Today, the Environmental Protection Agency issued labeling requirements for fuel pumps dispensing E15—a blend of gasoline that contains up to 15% ethanol. This announcement follows up on EPA’s expansion earlier this year of a partial waiver allowing E15 to be used in all cars and trucks made after 2001. The new label cautions consumers not to use the fuel in vehicles older than model year 2001, motorcycles, watercraft, and other gasoline-powered equipment, and even warns that doing so is against the law.

Why are these types of warnings necessary? Because using E15 in these vehicles, which are not fitted with technologies that help them adapt to ethanol’s corrosive impacts on tailpipes, risks increasing toxic tailpipe emissions, with serious impacts on the air we breathe.

Given the magnitude of the threat to public health and the environment of E15 blends, relying on consumer labels at gas stations is a hopelessly inadequate response.

broad coalition of groups, from environmentalists to public health advocates to automakers, has long opposed this increase in blend limits, citing serious environmental and public health concerns about toxic air pollution emitted from the tailpipes of vehicles that run on gasoline blended with ethanol, especially at higher blend levels like E15, and skepticism about EPA's ability to prevent misfueling.
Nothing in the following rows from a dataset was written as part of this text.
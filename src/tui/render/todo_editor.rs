use ratatui::Frame;
use ratatui::layout::Rect;
use ratatui::style::{Modifier, Style};
use ratatui::text::{Line, Span};
use ratatui::widgets::Paragraph;

use crate::tui::app::{App, EditorField, Mode};
use crate::tui::text_input::TextInput;
use crate::util::unicode;

const LABEL_WIDTH: usize = 14;

/// Render the todo editor form in place of the todo list
pub fn render_todo_editor(frame: &mut Frame, app: &App, area: Rect) {
    let focused = app.mode == Mode::Edit;
    let block = super::pane_block(app, " Edit todo ".to_string(), focused);
    let inner = block.inner(area);
    frame.render_widget(block, area);

    let (Some(form), Some(todo)) = (&app.editor, &app.state().edit_todo) else {
        return;
    };

    let bg = app.theme.background;
    let dim_style = Style::default().fg(app.theme.dim).bg(bg);
    let value_style = Style::default().fg(app.theme.text_bright).bg(bg);
    let width = inner.width as usize;
    let value_width = width.saturating_sub(LABEL_WIDTH);

    let mut lines: Vec<Line> = Vec::new();
    let mut cursor: Option<(u16, u16)> = None;

    let text_field = |input: &TextInput, placeholder: &'static str, active: bool| -> Span<'static> {
        if input.is_empty() && !active {
            Span::styled(placeholder, dim_style)
        } else {
            Span::styled(
                unicode::truncate_to_width(input.text(), value_width),
                value_style,
            )
        }
    };

    // Title
    let active = focused && form.field == EditorField::Title;
    lines.push(Line::from(vec![
        label(app, "Title", active),
        text_field(&form.title, "(required)", active),
    ]));
    if active {
        cursor = Some((LABEL_WIDTH as u16 + form.title.cursor_col() as u16, 0));
    }

    // Done
    let active = focused && form.field == EditorField::Done;
    let checkbox = if form.is_done { "[x]" } else { "[ ]" };
    lines.push(Line::from(vec![
        label(app, "Done", active),
        Span::styled(
            checkbox,
            Style::default()
                .fg(app.theme.done_color(form.is_done))
                .bg(bg),
        ),
    ]));

    // Description
    let active = focused && form.field == EditorField::Description;
    lines.push(Line::from(vec![
        label(app, "Description", active),
        text_field(&form.description, "(none)", active),
    ]));
    if active {
        cursor = Some((LABEL_WIDTH as u16 + form.description.cursor_col() as u16, 2));
    }

    // Category
    let active = form.field == EditorField::Category && matches!(app.mode, Mode::Edit | Mode::Assign);
    let path = app
        .category_path(&todo.category)
        .unwrap_or_else(|| todo.category.to_string());
    let mut category_spans = vec![
        label(app, "Category", active),
        Span::styled(unicode::truncate_to_width(&path, value_width), value_style),
    ];
    if todo.previous_category.is_some() {
        category_spans.push(Span::styled(" (moved)", dim_style));
    }
    lines.push(Line::from(category_spans));

    lines.push(Line::from(""));
    let hint = match (app.mode.clone(), form.field) {
        (Mode::Assign, _) => "Pick a category on the left, Enter to assign",
        (_, EditorField::Category) => "Enter change category  Ctrl+S save  Esc cancel",
        (_, EditorField::Done) => "Space toggle  Ctrl+S save  Esc cancel",
        _ => "Tab next field  Ctrl+S save  Esc cancel",
    };
    lines.push(Line::from(Span::styled(
        unicode::truncate_to_width(hint, width),
        dim_style,
    )));

    frame.render_widget(Paragraph::new(lines).style(Style::default().bg(bg)), inner);

    if let Some((x, y)) = cursor
        && x < inner.width
        && y < inner.height
    {
        frame.set_cursor_position((inner.x + x, inner.y + y));
    }
}

fn label<'a>(app: &App, name: &str, active: bool) -> Span<'a> {
    let bg = app.theme.background;
    let marker = if active { "\u{258E}" } else { " " };
    let text = format!("{}{:<width$}", marker, name, width = LABEL_WIDTH - 1);
    let style = if active {
        Style::default()
            .fg(app.theme.highlight)
            .bg(bg)
            .add_modifier(Modifier::BOLD)
    } else {
        Style::default().fg(app.theme.dim).bg(bg)
    };
    Span::styled(text, style)
}
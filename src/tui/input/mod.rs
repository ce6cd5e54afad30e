mod confirm;
mod editor;
mod navigate;
mod prompt;

use crossterm::event::{KeyCode, KeyEvent, KeyModifiers};

use super::app::{App, EditorField, Mode};

use confirm::handle_confirm;
use editor::{handle_assign, handle_editor};
use navigate::handle_navigate;
use prompt::handle_prompt;

/// Handle a key event in the current mode
pub fn handle_key(app: &mut App, key: KeyEvent) {
    // Ignore bare modifier key presses (Shift, Ctrl, Alt, etc.)
    if matches!(key.code, KeyCode::Modifier(_)) {
        return;
    }
    app.status = None;
    let key = normalize_key(key);

    if key.modifiers.contains(KeyModifiers::CONTROL) && key.code == KeyCode::Char('c') {
        app.should_quit = true;
        return;
    }

    // Help overlay swallows everything but its close keys
    if app.show_help {
        if matches!(key.code, KeyCode::Char('?') | KeyCode::Esc) {
            app.show_help = false;
        }
        return;
    }

    match app.mode.clone() {
        Mode::Navigate => handle_navigate(app, key),
        Mode::AddCategory | Mode::AddTodo | Mode::Modal => handle_prompt(app, key),
        Mode::Edit => handle_editor(app, key),
        Mode::Assign => handle_assign(app, key),
        Mode::ConfirmDelete(id) => handle_confirm(app, key, id),
    }
}

/// Insert pasted text into whichever line input has focus.
pub fn handle_paste(app: &mut App, text: &str) {
    match app.mode {
        Mode::AddCategory | Mode::AddTodo | Mode::Modal => app.input.insert_str(text),
        Mode::Edit => {
            if let Some(form) = &mut app.editor {
                match form.field {
                    EditorField::Title => form.title.insert_str(text),
                    EditorField::Description => form.description.insert_str(text),
                    EditorField::Done | EditorField::Category => {}
                }
            }
        }
        _ => {}
    }
}

/// Uppercase letters always carry SHIFT, whatever the terminal reported.
fn normalize_key(mut key: KeyEvent) -> KeyEvent {
    if let KeyCode::Char(c) = key.code
        && c.is_ascii_uppercase()
    {
        key.modifiers.insert(KeyModifiers::SHIFT);
    }
    key
}
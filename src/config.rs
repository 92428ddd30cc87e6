use crate::error::{Error, Result};
use dotenvy::dotenv;
use std::env;
use std::path::PathBuf;

pub const DEFAULT_DATABASE_PATH: &str = "/app/db/messages.db";
pub const DEFAULT_IMAGES_DIR: &str = "/app/images";
pub const DEFAULT_SERVER_ADDRESS: &str = "0.0.0.0:5000";
pub const DEFAULT_SESSION_TTL_HOURS: i64 = 12;

/// Locations shared by the relay and the panel.
#[derive(Debug, Clone)]
pub struct StorageConfig {
    pub database_path: PathBuf,
    pub images_dir: PathBuf,
}

impl StorageConfig {
    pub fn from_env() -> Self {
        Self {
            database_path: get_env_or("DATABASE_PATH", DEFAULT_DATABASE_PATH).into(),
            images_dir: get_env_or("IMAGES_DIR", DEFAULT_IMAGES_DIR).into(),
        }
    }
}

#[derive(Debug, Clone)]
pub struct RelayConfig {
    pub storage: StorageConfig,
    pub telegram_bot_token: String,
}

impl RelayConfig {
    pub fn from_env() -> Result<Self> {
        dotenv().ok();

        Ok(Self {
            storage: StorageConfig::from_env(),
            telegram_bot_token: get_env("TELEGRAM_BOT_TOKEN")?,
        })
    }
}

#[derive(Debug, Clone)]
pub struct PanelConfig {
    pub storage: StorageConfig,
    pub server_address: String,
    pub web_password: String,
    /// Signs session cookies. `None` means a fresh random secret per process.
    pub session_secret: Option<String>,
    pub session_ttl_hours: i64,
}

impl PanelConfig {
    pub fn from_env() -> Result<Self> {
        dotenv().ok();

        Ok(Self {
            storage: StorageConfig::from_env(),
            server_address: get_env_or("SERVER_ADDRESS", DEFAULT_SERVER_ADDRESS),
            web_password: get_env("WEB_PASSWORD")?,
            session_secret: env::var("SESSION_SECRET").ok().filter(|s| !s.is_empty()),
            session_ttl_hours: match env::var("SESSION_TTL_HOURS") {
                Ok(_) => positive_hours(get_env_parse("SESSION_TTL_HOURS")?)?,
                Err(_) => DEFAULT_SESSION_TTL_HOURS,
            },
        })
    }
}

fn positive_hours(hours: i64) -> Result<i64> {
    if hours < 1 {
        return Err(Error::Config(format!(
            "SESSION_TTL_HOURS must be at least 1, got {}",
            hours
        )));
    }
    Ok(hours)
}

fn get_env(name: &str) -> Result<String> {
    match env::var(name) {
        Ok(value) if !value.trim().is_empty() => Ok(value),
        _ => Err(Error::Config(format!("Missing environment variable: {}", name))),
    }
}

fn get_env_or(name: &str, default: &str) -> String {
    env::var(name)
        .ok()
        .filter(|v| !v.trim().is_empty())
        .unwrap_or_else(|| default.to_string())
}

fn get_env_parse<T>(name: &str) -> Result<T>
where
    T: std::str::FromStr,
    T::Err: std::fmt::Display,
{
    let raw = get_env(name)?;
    raw.parse()
        .map_err(|e| Error::Config(format!("Invalid value for {}: {}", name, e)))
}

#[cfg(test)]
mod tests {
    use super::*;

    #[test]
    fn session_ttl_must_be_positive() {
        assert_eq!(positive_hours(12).unwrap(), 12);
        assert!(matches!(positive_hours(0), Err(Error::Config(_))));
        assert!(matches!(positive_hours(-3), Err(Error::Config(_))));
    }
}
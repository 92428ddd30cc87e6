use axum::{
    extract::{Request, State},
    middleware::Next,
    response::{IntoResponse, Redirect, Response},
};
use axum_extra::extract::cookie::CookieJar;
use chrono::{Duration, Utc};
use jsonwebtoken::{decode, encode, Algorithm, DecodingKey, EncodingKey, Header, Validation};
use serde::{Deserialize, Serialize};
use subtle::ConstantTimeEq;

use crate::{error::Result, AppState};

pub const SESSION_COOKIE: &str = "session";
const SESSION_SUBJECT: &str = "admin";

#[derive(Debug, Clone, Serialize, Deserialize)]
pub struct Claims {
    pub sub: String,
    pub exp: usize,
}

/// Signs and checks the `logged_in` session flag carried in a cookie.
#[derive(Clone)]
pub struct SessionKeys {
    encoding: EncodingKey,
    decoding: DecodingKey,
    ttl: Duration,
}

impl SessionKeys {
    pub fn new(secret: &str, ttl_hours: i64) -> Self {
        Self {
            encoding: EncodingKey::from_secret(secret.as_bytes()),
            decoding: DecodingKey::from_secret(secret.as_bytes()),
            ttl: Duration::hours(ttl_hours),
        }
    }

    pub fn issue(&self) -> Result<String> {
        let claims = Claims {
            sub: SESSION_SUBJECT.to_string(),
            exp: (Utc::now() + self.ttl).timestamp().max(0) as usize,
        };
        Ok(encode(&Header::default(), &claims, &self.encoding)?)
    }

    pub fn verify(&self, token: &str) -> bool {
        let mut validation = Validation::new(Algorithm::HS256);
        validation.validate_exp = true;
        match decode::<Claims>(token, &self.decoding, &validation) {
            Ok(data) => data.claims.sub == SESSION_SUBJECT,
            Err(_) => false,
        }
    }
}

pub fn password_matches(provided: &str, expected: &str) -> bool {
    ConstantTimeEq::ct_eq(provided.as_bytes(), expected.as_bytes()).into()
}

pub async fn require_session(
    State(state): State<AppState>,
    jar: CookieJar,
    req: Request,
    next: Next,
) -> Response {
    let logged_in = jar
        .get(SESSION_COOKIE)
        .map(|cookie| state.sessions.verify(cookie.value()))
        .unwrap_or(false);

    if !logged_in {
        return Redirect::to("/login").into_response();
    }
    next.run(req).await
}
use axum::{
    extract::State,
    http::{header, StatusCode},
    response::IntoResponse,
};

use crate::{error::Result, services::export_service::ExportService, AppState};

pub const EXPORT_FILE_NAME: &str = "chat_history.pdf";

/// Export the full history as a PDF attachment
pub async fn download_history(State(state): State<AppState>) -> Result<impl IntoResponse> {
    let messages = state.message_service.list().await?;
    let buffer =
        tokio::task::spawn_blocking(move || ExportService::generate_pdf(&messages)).await??;
    let disposition = format!("attachment; filename=\"{}\"", EXPORT_FILE_NAME);

    Ok((
        StatusCode::OK,
        [
            (header::CONTENT_TYPE, "application/pdf".to_string()),
            (header::CONTENT_DISPOSITION, disposition),
        ],
        buffer,
    ))
}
EPA’s response has been to focus on developing the kind of label it rolled out today. According to EPA, the label will:

“…help to further reduce the risks of potential misfueling that could result in damage to the vehicle or equipment and in associated emission increases that pose threats to human health and the environment.”

As we discussed here, such statements demonstrate that EPA knows E15 is unsafe, more polluting and corrosive for many vehicles in the marketplace, and that the agency is responsible for protecting the public from this pollution by keeping E15 blends out of these vehicles.

But the fact is, regardless of any label EPA may require on E15 pumps, some percentage of the public will certainly misfuel using E15. EPA knows this and so does the corn ethanol industry, which has been pushing hard for a liability waiver for oil companies and retailers that would protect them from ethanol-related lawsuits when drivers inevitably fill their tanks with the wrong fuel.

We need smart energy policies that speed our transition to the newer, cleaner advanced biofuels we need, not policies that lock more old, dirty corn ethanol into our fuel market. Two weeks ago, the U.S. Senate sent a powerful message when it voted, with overwhelming bipartisanship, to end the main corn ethanol tax credit and ethanol import tariff. Now is the time for the administration to heed this call and help move us beyond corn ethanol.